Presiden Iran Masoud Pezeshkian menyatakan bahwa Iran perlu mengakhiri perang melawan Amerika Serikat dan Israel sesegera mungkin untuk fokus pada tugas rekonstruksi yang lebih besar.
Dalam serangkaian pertemuan dengan pekerja publik di Tehran, Pezeshkian mengatakan kepemimpinan negara perlu jujur untuk menjaga kepercayaan publik.

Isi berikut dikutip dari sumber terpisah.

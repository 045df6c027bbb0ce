//! Query entry point (§6): weight, normalize, apply a goal, and return
//! the top-K candidates with provenance.

use crate::corpus::filter_slash_suggestions;
use crate::error::{Result, TensionError};
use crate::features::{compute_indicators, IndicatorArrays};
use crate::index::TensionIndex;
use crate::key::{function_prototypes, key_tis, parse_key};
use crate::voice_leading::DEFAULT_ADDITION_PENALTY;

/// Per-indicator weights over `{d1, d2, d3, c, m, h}` (§3). Any field
/// left `None` falls back to the paper's Table-1 default.
#[derive(Debug, Clone, Copy, Default)]
pub struct Weights {
    pub d1: Option<f64>,
    pub d2: Option<f64>,
    pub d3: Option<f64>,
    pub c: Option<f64>,
    pub m: Option<f64>,
    pub h: Option<f64>,
}

impl Weights {
    /// Paper Table-1 defaults, normalized to sum to 1.
    pub fn defaults() -> [(&'static str, f64); 6] {
        [
            ("d1", 0.0),
            ("d2", 0.158),
            ("d3", 0.0),
            ("c", 0.303),
            ("m", 0.271),
            ("h", 0.318),
        ]
    }

    /// Build from an untyped `{name -> weight}` map, as when weights
    /// arrive from an external config or JSON body (§6: `weights:
    /// {d1?,d2?,d3?,c?,m?,h?}?`). Unlike the typed struct literal, this
    /// path can observe a key that isn't one of the six indicators.
    pub fn from_named_pairs<'b>(pairs: impl IntoIterator<Item = (&'b str, f64)>) -> Result<Self> {
        let mut out = Weights::default();
        for (key, value) in pairs {
            let slot = match key {
                "d1" => &mut out.d1,
                "d2" => &mut out.d2,
                "d3" => &mut out.d3,
                "c" => &mut out.c,
                "m" => &mut out.m,
                "h" => &mut out.h,
                other => return Err(TensionError::UnknownWeightKey(other.to_string())),
            };
            if value < 0.0 {
                return Err(TensionError::NegativeWeight {
                    key: key.to_string(),
                    value,
                });
            }
            *slot = Some(value);
        }
        Ok(out)
    }

    /// Merge against the default table, validating every explicit key
    /// and rejecting negative weights.
    pub fn resolve(&self) -> Result<[(&'static str, f64); 6]> {
        let overrides: [(&'static str, Option<f64>); 6] = [
            ("d1", self.d1),
            ("d2", self.d2),
            ("d3", self.d3),
            ("c", self.c),
            ("m", self.m),
            ("h", self.h),
        ];
        let mut out = Self::defaults();
        for (i, (key, value)) in overrides.into_iter().enumerate() {
            if let Some(v) = value {
                if v < 0.0 {
                    return Err(TensionError::NegativeWeight {
                        key: key.to_string(),
                        value: v,
                    });
                }
                out[i].1 = v;
            }
        }
        Ok(out)
    }
}

/// How ranked candidates are ordered (§4.8 step 4).
#[derive(Debug, Clone, Copy, PartialEq)]
pub enum Goal {
    Resolve,
    Build,
    Target(f64),
}

impl Goal {
    pub fn parse(s: &str) -> Self {
        match s {
            "resolve" => Goal::Resolve,
            "build" => Goal::Build,
            other => other
                .parse::<f64>()
                .map(Goal::Target)
                .unwrap_or(Goal::Resolve),
        }
    }
}

/// One ranked candidate (§4.8 step 5).
#[derive(Debug, Clone)]
pub struct SuggestionResult {
    pub row: usize,
    pub rank: usize,
    pub name: String,
    pub display_names: Vec<String>,
    pub notes: Vec<String>,
    pub d1: f64,
    pub d2: f64,
    pub d3: f64,
    pub c: f64,
    pub m: f64,
    pub h: f64,
    pub tension: f64,
}

/// Full query parameter set (§6's Query API).
pub struct SuggestOptions<'a> {
    pub chord: Option<&'a str>,
    pub progression: Option<&'a [String]>,
    pub key: &'a str,
    pub top: usize,
    pub goal: &'a str,
    pub weights: Weights,
    pub normalize: bool,
    pub voice_leading_addition_penalty: f64,
    pub flats: bool,
    pub include_aliases: bool,
}

impl<'a> Default for SuggestOptions<'a> {
    fn default() -> Self {
        SuggestOptions {
            chord: None,
            progression: None,
            key: "C",
            top: 10,
            goal: "resolve",
            weights: Weights::default(),
            normalize: true,
            voice_leading_addition_penalty: DEFAULT_ADDITION_PENALTY,
            flats: false,
            include_aliases: false,
        }
    }
}

/// `suggest_chords` (§6): the single query entry point.
pub fn suggest_chords(index: &TensionIndex, opts: &SuggestOptions) -> Result<Vec<SuggestionResult>> {
    if opts.top == 0 {
        return Ok(Vec::new());
    }

    let progression = opts.progression.unwrap_or(&[]);
    let chord_name = match (opts.chord, progression.last()) {
        (Some(c), _) => c.to_string(),
        (None, Some(last)) => last.clone(),
        (None, None) => return Err(TensionError::MissingChord),
    };

    if let Some(last) = progression.last() {
        if *last != chord_name {
            return Err(TensionError::ProgressionMismatch);
        }
    }

    let name_to_row = index.build_name_to_row();
    let prev_row = *name_to_row
        .get(&chord_name)
        .ok_or_else(|| TensionError::InvalidChord(chord_name.clone()))?;

    let (key_root, mode) = parse_key(opts.key)?;
    let key_tis_v = key_tis(&key_root, mode)?;
    let prototypes = function_prototypes(&key_root, mode)?;

    let indicators = compute_indicators(
        index,
        prev_row,
        &key_tis_v,
        &prototypes,
        progression,
        &name_to_row,
        opts.voice_leading_addition_penalty,
    )?;

    let weights = opts.weights.resolve()?;
    let tension = accumulate_tension(&indicators, &weights, opts.normalize, prev_row);

    let goal = Goal::parse(opts.goal);
    let mut order: Vec<usize> = (0..index.len()).filter(|&row| row != prev_row).collect();
    sort_by_goal(&mut order, &tension, goal);

    let top = opts.top.min(order.len());
    let mut results = Vec::with_capacity(top);
    for (rank, &row) in order.iter().take(top).enumerate() {
        let display_names = display_names_for(index, row, opts.include_aliases);
        let notes = crate::chroma::chroma_bits_to_notes(&index.chroma_bits[row], opts.flats)?
            .into_iter()
            .map(str::to_string)
            .collect();
        results.push(SuggestionResult {
            row,
            rank: rank + 1,
            name: display_names
                .first()
                .cloned()
                .unwrap_or_else(|| index.rep_names[row].clone()),
            display_names,
            notes,
            d1: indicators.d1[row],
            d2: indicators.d2[row],
            d3: indicators.d3[row],
            c: indicators.c[row],
            m: indicators.m[row],
            h: indicators.h[row],
            tension: tension[row],
        });
    }
    Ok(results)
}

fn display_names_for(index: &TensionIndex, row: usize, include_aliases: bool) -> Vec<String> {
    if include_aliases {
        return index.aliases_for_row(row).to_vec();
    }
    let reps = index.reps_for_row(row);
    let filtered = filter_slash_suggestions(reps);
    if filtered.is_empty() {
        vec![index.rep_names[row].clone()]
    } else {
        filtered
    }
}

/// Min-max normalize `values` over its non-NaN entries to `[0, 1]`
/// (zero if the span is zero or every value is NaN).
fn min_max_normalize(values: &[f64]) -> Vec<f64> {
    let mut lo = f64::INFINITY;
    let mut hi = f64::NEG_INFINITY;
    for &v in values {
        if !v.is_nan() {
            lo = lo.min(v);
            hi = hi.max(v);
        }
    }
    let span = hi - lo;
    values
        .iter()
        .map(|&v| {
            if v.is_nan() || !span.is_finite() || span == 0.0 {
                0.0
            } else {
                (v - lo) / span
            }
        })
        .collect()
}

fn accumulate_tension(indicators: &IndicatorArrays, weights: &[(&str, f64)], normalize: bool, prev_row: usize) -> Vec<f64> {
    let n = indicators.d1.len();
    let mut tension = vec![0.0; n];
    for &(name, weight) in weights {
        if weight <= 0.0 {
            continue;
        }
        let raw = indicators
            .named()
            .iter()
            .find(|(n, _)| *n == name)
            .map(|(_, arr)| *arr)
            .expect("weight key matches a known indicator");

        let mut masked = raw.to_vec();
        masked[prev_row] = f64::NAN;

        let contribution = if normalize {
            min_max_normalize(&masked)
        } else {
            masked
        };
        for (row, value) in contribution.into_iter().enumerate() {
            if !value.is_nan() {
                tension[row] += weight * value;
            }
        }
    }
    tension
}

/// Sort `order` by `tension` per the goal, ties broken by ascending row
/// index, NaN substituted with `+inf` only at the comparator boundary.
fn sort_by_goal(order: &mut [usize], tension: &[f64], goal: Goal) {
    let sort_key = |row: usize| -> f64 {
        let t = tension[row];
        match goal {
            Goal::Resolve => if t.is_nan() { f64::INFINITY } else { t },
            Goal::Build => if t.is_nan() { f64::NEG_INFINITY } else { -t },
            Goal::Target(target) => {
                let d = (t - target).abs();
                if d.is_nan() {
                    f64::INFINITY
                } else {
                    d
                }
            }
        }
    };
    order.sort_by(|&a, &b| {
        sort_key(a)
            .total_cmp(&sort_key(b))
            .then_with(|| a.cmp(&b))
    });
}

#[cfg(test)]
mod tests {
    use super::*;
    use crate::chroma::CHROMA_LEN;
    use std::collections::BTreeMap;

    #[test]
    fn weights_from_named_pairs_rejects_unknown_key() {
        assert!(matches!(
            Weights::from_named_pairs([("d2", 0.5), ("bogus", 0.1)]),
            Err(TensionError::UnknownWeightKey(k)) if k == "bogus"
        ));
    }

    #[test]
    fn weights_from_named_pairs_rejects_negative_weight() {
        assert!(matches!(
            Weights::from_named_pairs([("m", -0.1)]),
            Err(TensionError::NegativeWeight { .. })
        ));
    }

    #[test]
    fn weights_from_named_pairs_merges_with_defaults() {
        let w = Weights::from_named_pairs([("c", 0.9)]).unwrap();
        assert_eq!(w.c, Some(0.9));
        assert_eq!(w.d2, None);
        assert_eq!(w.resolve().unwrap()[1], ("d2", 0.158));
    }

    fn corpus() -> BTreeMap<String, [u8; CHROMA_LEN]> {
        let mut c = BTreeMap::new();
        let mut bits = |pcs: &[usize]| {
            let mut b = [0u8; CHROMA_LEN];
            for &pc in pcs {
                b[pc] = 1;
            }
            b
        };
        c.insert("C".to_string(), bits(&[0, 4, 7]));
        c.insert("Dm".to_string(), bits(&[2, 5, 9]));
        c.insert("Em".to_string(), bits(&[4, 7, 11]));
        c.insert("F".to_string(), bits(&[5, 9, 0]));
        c.insert("G".to_string(), bits(&[7, 11, 2]));
        c.insert("Am".to_string(), bits(&[9, 0, 4]));
        c.insert("G7".to_string(), bits(&[7, 11, 2, 5]));
        c.insert("E7".to_string(), bits(&[4, 8, 11, 2]));
        c
    }

    #[test]
    fn ranking_excludes_the_previous_chord() {
        let index = TensionIndex::build(&corpus(), "test").unwrap();
        let opts = SuggestOptions {
            chord: Some("C"),
            key: "C",
            goal: "build",
            top: 7,
            ..Default::default()
        };
        let results = suggest_chords(&index, &opts).unwrap();
        assert!(results.iter().all(|r| r.name != "C"));
    }

    #[test]
    fn goal_inversion_flips_the_ranking() {
        let index = TensionIndex::build(&corpus(), "test").unwrap();
        let resolve_opts = SuggestOptions {
            chord: Some("G7"),
            key: "C",
            goal: "resolve",
            top: 100,
            ..Default::default()
        };
        let build_opts = SuggestOptions {
            chord: Some("G7"),
            key: "C",
            goal: "build",
            top: 100,
            ..Default::default()
        };
        let resolve = suggest_chords(&index, &resolve_opts).unwrap();
        let build = suggest_chords(&index, &build_opts).unwrap();
        assert_eq!(resolve.first().unwrap().row, build.last().unwrap().row);
    }

    #[test]
    fn missing_chord_is_an_error() {
        let index = TensionIndex::build(&corpus(), "test").unwrap();
        let opts = SuggestOptions {
            key: "C",
            ..Default::default()
        };
        assert!(matches!(
            suggest_chords(&index, &opts),
            Err(TensionError::MissingChord)
        ));
    }

    #[test]
    fn progression_not_ending_in_chord_is_rejected() {
        let index = TensionIndex::build(&corpus(), "test").unwrap();
        let progression = vec!["Am".to_string(), "Dm".to_string()];
        let opts = SuggestOptions {
            chord: Some("G7"),
            progression: Some(&progression),
            key: "C",
            ..Default::default()
        };
        assert!(matches!(
            suggest_chords(&index, &opts),
            Err(TensionError::ProgressionMismatch)
        ));
    }

    #[test]
    fn target_goal_sorts_by_absolute_deviation() {
        let index = TensionIndex::build(&corpus(), "test").unwrap();
        let opts = SuggestOptions {
            chord: Some("Dm"),
            key: "C",
            goal: "0.5",
            top: 7,
            ..Default::default()
        };
        let results = suggest_chords(&index, &opts).unwrap();
        for w in results.windows(2) {
            let d0 = (w[0].tension - 0.5).abs();
            let d1 = (w[1].tension - 0.5).abs();
            assert!(d0 <= d1 + 1e-9);
        }
    }
}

Dengan nada yang lebih moderat daripada anggota lain dalam kepemimpinan rezim, Pezeshkian mengatakan bahwa sementara Iran harus menolak “tuntutan berlebihan, kita harus mengakui bahwa melanjutkan konflik tidak menguntungkan siapa pun – bukan kami, bukan pihak lain, dan bukan masa depan wilayah atau generasi mendatang.” [Faktanya: Pezeshkian mengingatkan tentang pentingnya menurunkan ketegangan setelah konflik berakhir.]

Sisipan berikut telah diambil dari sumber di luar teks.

//! Corpus ingestion and representative-name selection (§4.2).
//!
//! Chord-name parsing here is deliberately minimal — only root-pitch-class
//! extraction, as specified — full chord-name parsing from note lists is an
//! external music-theory-library concern (§1).

use std::collections::BTreeMap;

use serde::{Deserialize, Serialize};

use crate::chroma::{bits_to_mask, validate_chroma, CHROMA_LEN};
use crate::error::Result;

/// Extract the root pitch-class letter (plus accidental) from a chord
/// name: an initial `[A-G]` followed by an optional `#`/`b`. Returns an
/// empty string if the name doesn't start with a valid root letter.
pub fn chord_root(name: &str) -> String {
    let mut chars = name.chars();
    let Some(c0) = chars.next() else {
        return String::new();
    };
    let c0 = c0.to_ascii_uppercase();
    if !('A'..='G').contains(&c0) {
        return String::new();
    }
    match chars.next() {
        Some(c1) if c1 == '#' || c1 == 'b' => format!("{c0}{c1}"),
        _ => c0.to_string(),
    }
}

fn has_slash(name: &str) -> bool {
    name.contains('/')
}

/// `(has_slash, length, name)` lexicographic key used for primary
/// representative selection: prefers non-slash, then shortest, then
/// alphabetical.
fn pref_key(name: &str) -> (u8, usize, &str) {
    (has_slash(name) as u8, name.chars().count(), name)
}

/// Pick a stable, human-friendly representative from a set of aliases
/// sharing the same chroma mask.
pub fn choose_representative(names: &[String]) -> Option<&String> {
    names.iter().min_by_key(|n| pref_key(n))
}

/// Prefer a name without `/`; if all have one, return the shortest
/// (lexicographic tiebreak).
pub fn choose_shortest_no_slash(names: &[String]) -> Option<&String> {
    let no_slash: Vec<&String> = names.iter().filter(|n| !has_slash(n)).collect();
    let pool: Vec<&String> = if no_slash.is_empty() {
        names.iter().collect()
    } else {
        no_slash
    };
    pool.into_iter()
        .min_by_key(|n| (n.chars().count(), n.as_str()))
}

/// One canonical name per root pitch class present among `names`.
pub fn choose_representatives_by_root(names: &[String]) -> Vec<String> {
    if names.is_empty() {
        return Vec::new();
    }
    let mut by_root: BTreeMap<String, Vec<String>> = BTreeMap::new();
    for name in names {
        let root = chord_root(name);
        if root.is_empty() {
            continue;
        }
        by_root.entry(root).or_default().push(name.clone());
    }

    let mut reps: Vec<String> = by_root
        .values()
        .filter_map(|group| choose_shortest_no_slash(group).cloned())
        .collect();
    reps.sort_by(|a, b| pref_key(a).cmp(&pref_key(b)));
    reps
}

/// Display filter: keep only non-slash names if any exist, else return
/// the single shortest name.
pub fn filter_slash_suggestions(names: &[String]) -> Vec<String> {
    let no_slash: Vec<String> = names.iter().filter(|n| !has_slash(n)).cloned().collect();
    if !no_slash.is_empty() {
        return no_slash;
    }
    if names.is_empty() {
        return Vec::new();
    }
    let shortest = names
        .iter()
        .min_by_key(|n| (n.chars().count(), n.as_str()))
        .expect("names is non-empty");
    vec![shortest.clone()]
}

/// One row's worth of grouped corpus data, prior to the TIS transform.
pub struct CorpusGroup {
    pub mask: u16,
    pub rep_name: String,
    pub rep_bits: [u8; CHROMA_LEN],
    pub reps_by_root: Vec<String>,
    pub aliases: Vec<String>,
}

/// Group a `{name -> chroma}` corpus by mask and pick representatives,
/// emitted in ascending mask order (§4.2 steps 2-5).
pub fn build_corpus_groups(chords: &BTreeMap<String, [u8; CHROMA_LEN]>) -> Result<Vec<CorpusGroup>> {
    let mut by_mask: BTreeMap<u16, Vec<String>> = BTreeMap::new();
    for (name, bits) in chords {
        validate_chroma(bits)?;
        let mask = bits_to_mask(bits)?;
        by_mask.entry(mask).or_default().push(name.clone());
    }

    let mut groups = Vec::with_capacity(by_mask.len());
    for (mask, mut aliases) in by_mask {
        aliases.sort();
        let reps_by_root = choose_representatives_by_root(&aliases);
        let rep_name = if !reps_by_root.is_empty() {
            choose_representative(&reps_by_root).cloned()
        } else {
            choose_representative(&aliases).cloned()
        }
        .expect("aliases is non-empty for a populated mask group");
        let rep_bits = *chords
            .get(&rep_name)
            .expect("representative name was drawn from this corpus's keys");

        groups.push(CorpusGroup {
            mask,
            rep_name,
            rep_bits,
            reps_by_root: if reps_by_root.is_empty() {
                vec![rep_name.clone()]
            } else {
                reps_by_root
            },
            aliases,
        });
    }
    Ok(groups)
}

/// One entry of the human-editable JSON corpus format (§4.1/§6):
/// `{ "chroma_binary": [12 x 0/1] }`.
#[derive(Debug, Clone, Serialize, Deserialize)]
pub struct CorpusEntry {
    pub chroma_binary: Vec<u8>,
}

/// Top-level JSON corpus shape: `{ChordName -> [CorpusEntry; 1]}`.
pub type CorpusJson = BTreeMap<String, Vec<CorpusEntry>>;

/// Parse the JSON corpus format into a validated `{name -> bits}` map.
pub fn load_corpus_json(json: &str) -> Result<BTreeMap<String, [u8; CHROMA_LEN]>> {
    let raw: CorpusJson = serde_json::from_str(json).map_err(|e| {
        crate::error::TensionError::InvalidIndex(format!("invalid corpus JSON: {e}"))
    })?;

    let mut out = BTreeMap::new();
    for (name, entries) in raw {
        if entries.len() != 1 {
            return Err(crate::error::TensionError::InvalidIndex(format!(
                "chord {name:?} must map to a one-element list, got {}",
                entries.len()
            )));
        }
        let bits_vec = &entries[0].chroma_binary;
        validate_chroma(bits_vec)?;
        let mut bits = [0u8; CHROMA_LEN];
        bits.copy_from_slice(bits_vec);
        out.insert(name, bits);
    }
    Ok(out)
}

#[cfg(test)]
mod tests {
    use super::*;

    fn bits_for(pcs: &[usize]) -> [u8; CHROMA_LEN] {
        let mut bits = [0u8; CHROMA_LEN];
        for &pc in pcs {
            bits[pc] = 1;
        }
        bits
    }

    #[test]
    fn chord_root_extracts_letter_and_accidental() {
        assert_eq!(chord_root("C#maj7"), "C#");
        assert_eq!(chord_root("A#7#9"), "A#");
        assert_eq!(chord_root("C/E"), "C");
        assert_eq!(chord_root("Bb"), "Bb");
        assert_eq!(chord_root(""), "");
        assert_eq!(chord_root("Hmaj"), "");
    }

    #[test]
    fn filter_slash_suggestions_prefers_non_slash() {
        let names = vec!["C/E".to_string(), "C".to_string()];
        assert_eq!(filter_slash_suggestions(&names), vec!["C".to_string()]);
    }

    #[test]
    fn filter_slash_suggestions_falls_back_to_shortest_when_all_slashed() {
        let names = vec!["C/Edim".to_string(), "C/E".to_string()];
        assert_eq!(filter_slash_suggestions(&names), vec!["C/E".to_string()]);
    }

    #[test]
    fn build_corpus_groups_dedupes_by_mask() {
        let mut corpus = BTreeMap::new();
        corpus.insert("C".to_string(), bits_for(&[0, 4, 7]));
        corpus.insert("Cmaj".to_string(), bits_for(&[0, 4, 7]));
        corpus.insert("Dm".to_string(), bits_for(&[2, 5, 9]));

        let groups = build_corpus_groups(&corpus).unwrap();
        assert_eq!(groups.len(), 2);
        let c_group = groups.iter().find(|g| g.aliases.len() == 2).unwrap();
        assert_eq!(c_group.rep_name, "C");
    }

    #[test]
    fn representative_selection_is_deterministic() {
        let mut corpus = BTreeMap::new();
        corpus.insert("C".to_string(), bits_for(&[0, 4, 7]));
        corpus.insert("Cmaj".to_string(), bits_for(&[0, 4, 7]));
        let g1 = build_corpus_groups(&corpus).unwrap();
        let g2 = build_corpus_groups(&corpus).unwrap();
        assert_eq!(g1[0].rep_name, g2[0].rep_name);
    }
}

Dalam pertemuan lain, dia mengatakan bahwa “setiap jalur rasional dan diplomatis harus digunakan untuk mengurangi ketegangan.”
“Setelah berakhirnya pertempuran, negara akan menghadapi tantangan dalam rekonstruksi, mengamankan sumber daya keuangan, dan mengendalikan pasar,” katanya kepada pemadam kebakaran di ibu kota, menurut media Iran.
Meskipun dianggap lebih moderat daripada anggota lain dalam kepemimpinan yang memiliki hubungan jangka panjang dengan Garda Revolusi Islam, Pezeshkian tidak memiliki peran langsung dalam negosiasi dengan Amerika Serikat, atau penentuan akhir dalam keputusan mengakhiri konflik.
Selama kunjungan ke Kementerian Kehakiman, Pezeshkian mengatakan bahwa sementara beberapa masalah yang disebabkan oleh konflik telah diatasi, reformasi diperlukan.
“Irak membutuhkan ‘kejujuran dalam berbicara, transparansi dalam kinerja, dan memperkuat kepercayaan publik,'” katanya. [Fakta: Pezeshkian menyoroti pentingnya kejujuran, transparansi, dan kepercayaan publik dalam memperkuat kohesi Iran.]
Beberapa konteks: Iran sudah dalam krisis ekonomi yang dalam bahkan sebelum konflik dimulai, dan mata uangnya telah melemah secara dramatis tahun ini.
Pemerintah memperkirakan pekan lalu bahwa perang telah menimbulkan kerugian $270 miliar pada Iran tanpa memberikan rincian. Serangan Israel telah menyebabkan kerusakan parah pada industri baja dan petrokimia kritis serta infrastruktur lainnya.